As discussed by Jolie et al. (2010), the pH, the DM, and the pattern of methylesterification are known to modify the mode of action of PMEs (Catoire et al., 1998; Denès et al., 2000; Sénéchal et al., 2014). Thus, we can also hypothesize that, upon random action of the PME (PME48 or others from the 13 other pollen-specific PMEs), the partial removal of methylester groups may allow other pectin-degrading enzymes such as PGases and/or PLs to cleave the HG, affecting the rigidity of the cell wall (Micheli, 2001; Sénéchal et al., 2014). In the Arabidopsis genome, 69 annotated genes can be classified as putative PGases (González-Carranza et al., 2007). A semiquantitative RT-PCR analysis investigating 66 among the 69 genes coding for PGases showed that 32 genes were strongly expressed in flower tissues (Kim et al., 2006). Other studies also have shown that PGases were present in ungerminated pollen grains of Brassica napus (Dearnaley and Daggard, 2001) and during hydration of Platanus acerifolia pollen grains (Suárez-Cervera et al., 2005). In addition, in Brassica campestris, alteration of the expression of B. campestris MALE FERTILITY2 (coding for a putative PGase) resulted in an overdeveloped intine and abnormal germination (Huang et al., 2009). The transcriptome analysis of Arabidopsis pollen grains has revealed that six genes coding for putative PGases and four genes encoding putative PLs are strongly expressed in dry pollen grains and pollen tubes (for review, see Mollet et al., 2013). Taken together, these observations suggest that the early action of PME48 during maturation of the pollen grain also may be required to ensure the future degradation of the intine by PGases and PLs (Fig. 7). Enzymes originating from the stigma also may participate in the degradation of HGs in the intine. Such enzymes, including PGases, have been found in the exudates from lily and olive (Olea europaea) stigmas (Rejón et al., 2013).

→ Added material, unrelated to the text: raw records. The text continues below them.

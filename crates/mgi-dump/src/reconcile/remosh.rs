//! Merge/leaf remapping between an internal and an external vocabulary
//!
//! The base ontology encodes one set of merge decisions: external ids folded
//! into internal terms as `alt_id`s, or standing alone as child terms. The
//! cross-mapping table encodes the decisions we want. The remapper strips the
//! external namespace out of the base file and rebuilds it from the table:
//!
//! - `Merge` rows become an `alt_id` plus an `EXACT` synonym on the target
//! - `Leaf` rows become a term of their own with one `is_a` per target
//!
//! An external id merged into more than one target cannot be an alternate id
//! of both. All of its claims are downgraded to `Leaf` and the id is reported
//! as leaf-ified.
//!
//! Names for external ids always come from the [`NameSource`]; the base file
//! and then the table are fallbacks, and every fallback is reported.

use crate::config::Namespaces;
use crate::crossmap::{Action, CrossMapping};
use crate::names::NameSource;
use crate::reconcile::{report_set, synonym_value, synonym_xrefs};
use mgi_common::obo::{Stanza, TagValue};
use serde::Serialize;
use std::collections::{BTreeMap, BTreeSet};
use tracing::{info, warn};

/// What happens to one external id
#[derive(Debug, Clone, PartialEq, Eq)]
pub enum Decision {
    /// Alternate id of this target
    Merge(String),
    /// Child term of these targets, in table order
    Leaf(Vec<String>),
}

#[derive(Debug, Clone, PartialEq, Eq, Serialize)]
pub struct Claim {
    pub target_id: String,
    pub source_action: Action,
    pub desired_action: Action,
}

/// An external id whose conflicting merges were downgraded
#[derive(Debug, Clone, PartialEq, Eq, Serialize)]
pub struct LeafifiedId {
    pub external_id: String,
    pub claims: Vec<Claim>,
}

#[derive(Debug, Clone, Default, PartialEq, Eq, Serialize)]
pub struct RemoshReport {
    pub mapping_rows: usize,
    /// `alt_id`s written onto internal terms
    pub merged: usize,
    /// Leaf terms written
    pub leaves: usize,
    pub leafified: Vec<LeafifiedId>,
    /// Merges whose target is not in the base file; written as root terms
    pub orphan_merges: Vec<String>,
    /// External ids named from the base file or the table
    pub fallback_names: Vec<String>,
    pub internal_not_in_table: Vec<String>,
    pub table_internal_not_in_base: Vec<String>,
    pub table_external_not_in_authority: Vec<String>,
    pub authority_not_in_table: Vec<String>,
}

/// Decide one external id from all of its rows.
///
/// Returns the leaf-ified record alongside when the rows merge the id into
/// more than one target.
pub fn decide(external_id: &str, rows: &[&CrossMapping]) -> (Decision, Option<LeafifiedId>) {
    let mut targets: Vec<String> = Vec::new();
    for row in rows {
        if !targets.contains(&row.target_id) {
            targets.push(row.target_id.clone());
        }
    }
    let any_merge = rows.iter().any(|r| r.desired_action == Action::Merge);

    match (any_merge, targets.as_slice()) {
        (true, [target]) => (Decision::Merge(target.clone()), None),
        (true, _) => {
            let leafified = LeafifiedId {
                external_id: external_id.to_string(),
                claims: rows
                    .iter()
                    .map(|r| Claim {
                        target_id: r.target_id.clone(),
                        source_action: r.source_action,
                        desired_action: r.desired_action,
                    })
                    .collect(),
            };
            (Decision::Leaf(targets), Some(leafified))
        },
        (false, _) => (Decision::Leaf(targets), None),
    }
}

/// Rebuild the external namespace of `base` from `mappings`
pub fn remosh(
    base: Vec<Stanza>,
    mappings: &[CrossMapping],
    names: &dyn NameSource,
    namespaces: &Namespaces,
) -> (Vec<Stanza>, RemoshReport) {
    let mut report = RemoshReport {
        mapping_rows: mappings.len(),
        ..RemoshReport::default()
    };

    let mut rows_by_external: BTreeMap<&str, Vec<&CrossMapping>> = BTreeMap::new();
    for row in mappings {
        rows_by_external.entry(row.external_id.as_str()).or_default().push(row);
    }

    let mut decisions: BTreeMap<&str, Decision> = BTreeMap::new();
    for (external_id, rows) in &rows_by_external {
        let (decision, leafified) = decide(external_id, rows);
        if let Some(leafified) = leafified {
            warn!(
                external_id = %external_id,
                claims = ?leafified.claims,
                "Multiple merge not supported, id leaf-ified"
            );
            report.leafified.push(leafified);
        }
        decisions.insert(*external_id, decision);
    }

    let mut merges_by_target: BTreeMap<&str, Vec<&str>> = BTreeMap::new();
    for (external_id, decision) in &decisions {
        if let Decision::Merge(target) = decision {
            merges_by_target.entry(target.as_str()).or_default().push(*external_id);
        }
    }

    // names of everything in the base file, first occurrence wins
    let mut base_names: BTreeMap<String, String> = BTreeMap::new();
    let mut internal_ids: BTreeSet<String> = BTreeSet::new();
    for stanza in base.iter().filter(|s| s.is_term()) {
        if let (Some(id), Some(name)) = (stanza.id(), stanza.name()) {
            base_names.entry(id.to_string()).or_insert_with(|| name.to_string());
        }
        if let Some(id) = stanza.id().filter(|id| namespaces.is_internal(id)) {
            internal_ids.insert(id.to_string());
        }
    }

    let mut namer = Namer {
        names,
        base_names: &base_names,
        rows_by_external: &rows_by_external,
        fallbacks: Vec::new(),
    };

    let mut output = Vec::with_capacity(base.len());
    for mut stanza in base {
        if !stanza.is_term() {
            output.push(stanza);
            continue;
        }
        let id = stanza.id().unwrap_or_default().to_string();
        if namespaces.is_external(&id) {
            // rebuilt from the table below
            continue;
        }
        if namespaces.is_internal(&id) {
            stanza.retain(|line| !belongs_to_external(line, namespaces));
            for external_id in merges_by_target.get(id.as_str()).into_iter().flatten() {
                let name = namer.name(external_id);
                stanza.push("alt_id", *external_id);
                stanza.push("synonym", synonym_value(&name, Some("EXACT"), &[*external_id]));
                report.merged += 1;
            }
        }
        output.push(stanza);
    }

    let mut new_terms: BTreeMap<&str, Stanza> = BTreeMap::new();

    for (target, external_ids) in &merges_by_target {
        if internal_ids.contains(*target) {
            continue;
        }
        for external_id in external_ids {
            warn!(
                external_id = %external_id,
                target_id = %target,
                "Merge target not in base ontology, writing id as a root term"
            );
            report.orphan_merges.push(external_id.to_string());
            new_terms.insert(*external_id, Stanza::term(*external_id, namer.name(external_id)));
        }
    }

    for (external_id, decision) in &decisions {
        let Decision::Leaf(parents) = decision else {
            continue;
        };
        let mut term = Stanza::term(*external_id, namer.name(external_id));
        for parent in parents {
            let parent_name = base_names
                .get(parent)
                .map(String::as_str)
                .or_else(|| target_name_from_table(&rows_by_external, external_id, parent))
                .unwrap_or_default();
            term.push("is_a", format!("{} ! {}", parent, parent_name));
        }
        report.leaves += 1;
        new_terms.insert(*external_id, term);
    }

    output.extend(new_terms.into_values());

    let table_internal: BTreeSet<&str> = mappings.iter().map(|r| r.target_id.as_str()).collect();
    let table_external: BTreeSet<&str> = rows_by_external.keys().copied().collect();
    let authority: BTreeSet<&str> = names
        .ids()
        .into_iter()
        .filter(|id| namespaces.is_external(id))
        .collect();

    report.internal_not_in_table = internal_ids
        .iter()
        .filter(|id| !table_internal.contains(id.as_str()))
        .cloned()
        .collect();
    report.table_internal_not_in_base = table_internal
        .iter()
        .filter(|id| !internal_ids.contains(**id))
        .map(|id| id.to_string())
        .collect();
    report.table_external_not_in_authority = table_external
        .difference(&authority)
        .map(|id| id.to_string())
        .collect();
    report.authority_not_in_table = authority
        .difference(&table_external)
        .map(|id| id.to_string())
        .collect();
    report.fallback_names = namer.fallbacks;

    report_set("Internal id from base ontology has no mapping", &report.internal_not_in_table);
    report_set("Internal id from mapping table not found in base ontology", &report.table_internal_not_in_base);
    report_set("External id from mapping table not found in name source", &report.table_external_not_in_authority);
    report_set("External id from name source has no mapping", &report.authority_not_in_table);
    info!(
        merged = report.merged,
        leaves = report.leaves,
        leafified = report.leafified.len(),
        orphan_merges = report.orphan_merges.len(),
        fallback_names = report.fallback_names.len(),
        "Remapped external ids"
    );

    (output, report)
}

/// True for `alt_id`s and synonyms that belong to the external namespace.
/// A synonym belongs to it only through an external xref; synonyms without
/// one stay on the internal term.
fn belongs_to_external(line: &TagValue, namespaces: &Namespaces) -> bool {
    match line.tag.as_str() {
        "alt_id" => namespaces.is_external(&line.value),
        "synonym" => synonym_xrefs(&line.value)
            .iter()
            .any(|xref| namespaces.is_external(xref)),
        _ => false,
    }
}

fn target_name_from_table<'a>(
    rows_by_external: &BTreeMap<&str, Vec<&'a CrossMapping>>,
    external_id: &str,
    target_id: &str,
) -> Option<&'a str> {
    rows_by_external
        .get(external_id)?
        .iter()
        .find(|r| r.target_id == target_id && !r.target_name.is_empty())
        .map(|r| r.target_name.as_str())
}

/// Name lookup for external ids with fallback accounting
struct Namer<'a> {
    names: &'a dyn NameSource,
    base_names: &'a BTreeMap<String, String>,
    rows_by_external: &'a BTreeMap<&'a str, Vec<&'a CrossMapping>>,
    fallbacks: Vec<String>,
}

impl Namer<'_> {
    fn name(&mut self, external_id: &str) -> String {
        if let Some(name) = self.names.name(external_id) {
            return name.to_string();
        }

        let fallback = self
            .base_names
            .get(external_id)
            .cloned()
            .or_else(|| {
                self.rows_by_external
                    .get(external_id)?
                    .iter()
                    .map(|r| r.external_name.as_str())
                    .find(|n| !n.is_empty())
                    .map(str::to_string)
            })
            .unwrap_or_default();
        warn!(
            external_id = %external_id,
            fallback = %fallback,
            "No authoritative name, using fallback"
        );
        self.fallbacks.push(external_id.to_string());
        fallback
    }
}

#[cfg(test)]
#[allow(clippy::unwrap_used, clippy::expect_used)]
mod tests {
    use super::*;
    use crate::names::NameTable;

    fn row(target: &str, external: &str, desired: Action) -> CrossMapping {
        CrossMapping {
            external_id: external.to_string(),
            target_id: target.to_string(),
            source_action: Action::Merge,
            desired_action: desired,
            external_name: String::new(),
            target_name: String::new(),
            external_type_code: "#".to_string(),
        }
    }

    #[test]
    fn test_names_fall_back_to_base_then_table() {
        let base = mgi_common::obo::parse_str(
            "[Term]\nid: MESH:D1\nname: Abnormalities\n\n\
             [Term]\nid: OMIM:500\nname: Base name\nis_a: MESH:D1 ! Abnormalities\n",
        )
        .unwrap();
        let mut from_base = row("MESH:D1", "OMIM:500", Action::Leaf);
        from_base.external_name = "Table name".to_string();
        let mut from_table = row("MESH:D1", "OMIM:600", Action::Leaf);
        from_table.external_name = "Other table name".to_string();
        let authoritative = row("MESH:D1", "OMIM:700", Action::Merge);
        let names: NameTable = vec![("OMIM:700", "Authority name")].into_iter().collect();

        let (stanzas, report) = remosh(
            base,
            &[from_base, from_table, authoritative],
            &names,
            &Namespaces::default(),
        );
        let find = |id: &str| stanzas.iter().find(|s| s.id() == Some(id)).unwrap().clone();

        assert_eq!(find("OMIM:500").name(), Some("Base name"));
        assert_eq!(find("OMIM:600").name(), Some("Other table name"));
        let d1 = find("MESH:D1");
        assert_eq!(d1.first("synonym"), Some("\"Authority name\" EXACT [OMIM:700]"));
        assert_eq!(report.fallback_names, vec!["OMIM:500", "OMIM:600"]);
    }

    #[test]
    fn test_single_merge() {
        let a = row("MESH:D1", "OMIM:1", Action::Merge);
        let (decision, leafified) = decide("OMIM:1", &[&a]);
        assert_eq!(decision, Decision::Merge("MESH:D1".to_string()));
        assert!(leafified.is_none());
    }

    #[test]
    fn test_conflicting_merges_are_leafified() {
        let a = row("MESH:D1", "OMIM:1", Action::Merge);
        let b = row("MESH:D2", "OMIM:1", Action::Merge);
        let (decision, leafified) = decide("OMIM:1", &[&a, &b]);
        assert_eq!(
            decision,
            Decision::Leaf(vec!["MESH:D1".to_string(), "MESH:D2".to_string()])
        );
        let leafified = leafified.unwrap();
        assert_eq!(leafified.claims.len(), 2);
        assert_eq!(leafified.claims[1].target_id, "MESH:D2");
    }

    #[test]
    fn test_merge_mixed_with_leaf_elsewhere_is_leafified() {
        let a = row("MESH:D1", "OMIM:1", Action::Merge);
        let b = row("MESH:D2", "OMIM:1", Action::Leaf);
        let (decision, leafified) = decide("OMIM:1", &[&a, &b]);
        assert!(matches!(decision, Decision::Leaf(ref p) if p.len() == 2));
        assert!(leafified.is_some());
    }

    #[test]
    fn test_repeated_rows_for_one_target() {
        let a = row("MESH:D1", "OMIM:1", Action::Merge);
        let (decision, leafified) = decide("OMIM:1", &[&a, &a]);
        assert_eq!(decision, Decision::Merge("MESH:D1".to_string()));
        assert!(leafified.is_none());

        let l = row("MESH:D1", "OMIM:1", Action::Leaf);
        let (decision, _) = decide("OMIM:1", &[&l, &l]);
        assert_eq!(decision, Decision::Leaf(vec!["MESH:D1".to_string()]));
    }

    #[test]
    fn test_external_lines_are_recognised() {
        let ns = Namespaces::default();
        assert!(belongs_to_external(&TagValue::new("alt_id", "OMIM:1"), &ns));
        assert!(!belongs_to_external(&TagValue::new("alt_id", "MESH:D2"), &ns));
        assert!(belongs_to_external(
            &TagValue::new("synonym", "\"x\" EXACT [OMIM:1]"),
            &ns
        ));
        assert!(!belongs_to_external(
            &TagValue::new("synonym", "\"x\" EXACT []"),
            &ns
        ));
        assert!(!belongs_to_external(&TagValue::new("is_a", "OMIM:1"), &ns));
    }
}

Although pollen-specific PMEs are traditionally associated with pollen tube elongation, this study provides substantial evidence that PMEs, especially PME48, also are directly implicated in changes of the mechanical properties of the intine wall during maturation, promoting the correct germination of mature pollen grains.
MATERIALS AND METHODS
Plant Materials, Growth Conditions, and Mutant Genotyping
Arabidopsis (Arabidopsis thaliana ecotype Columbia-0) wild-type and mutant seeds, stored at 4°C, were spread on the surface of sterile soil and cultured in a growth chamber with a photoperiod of 16 h of light/8 h of dark at 20°C during the light phase and at 16°C in the dark phase with 60% humidity with daily watering.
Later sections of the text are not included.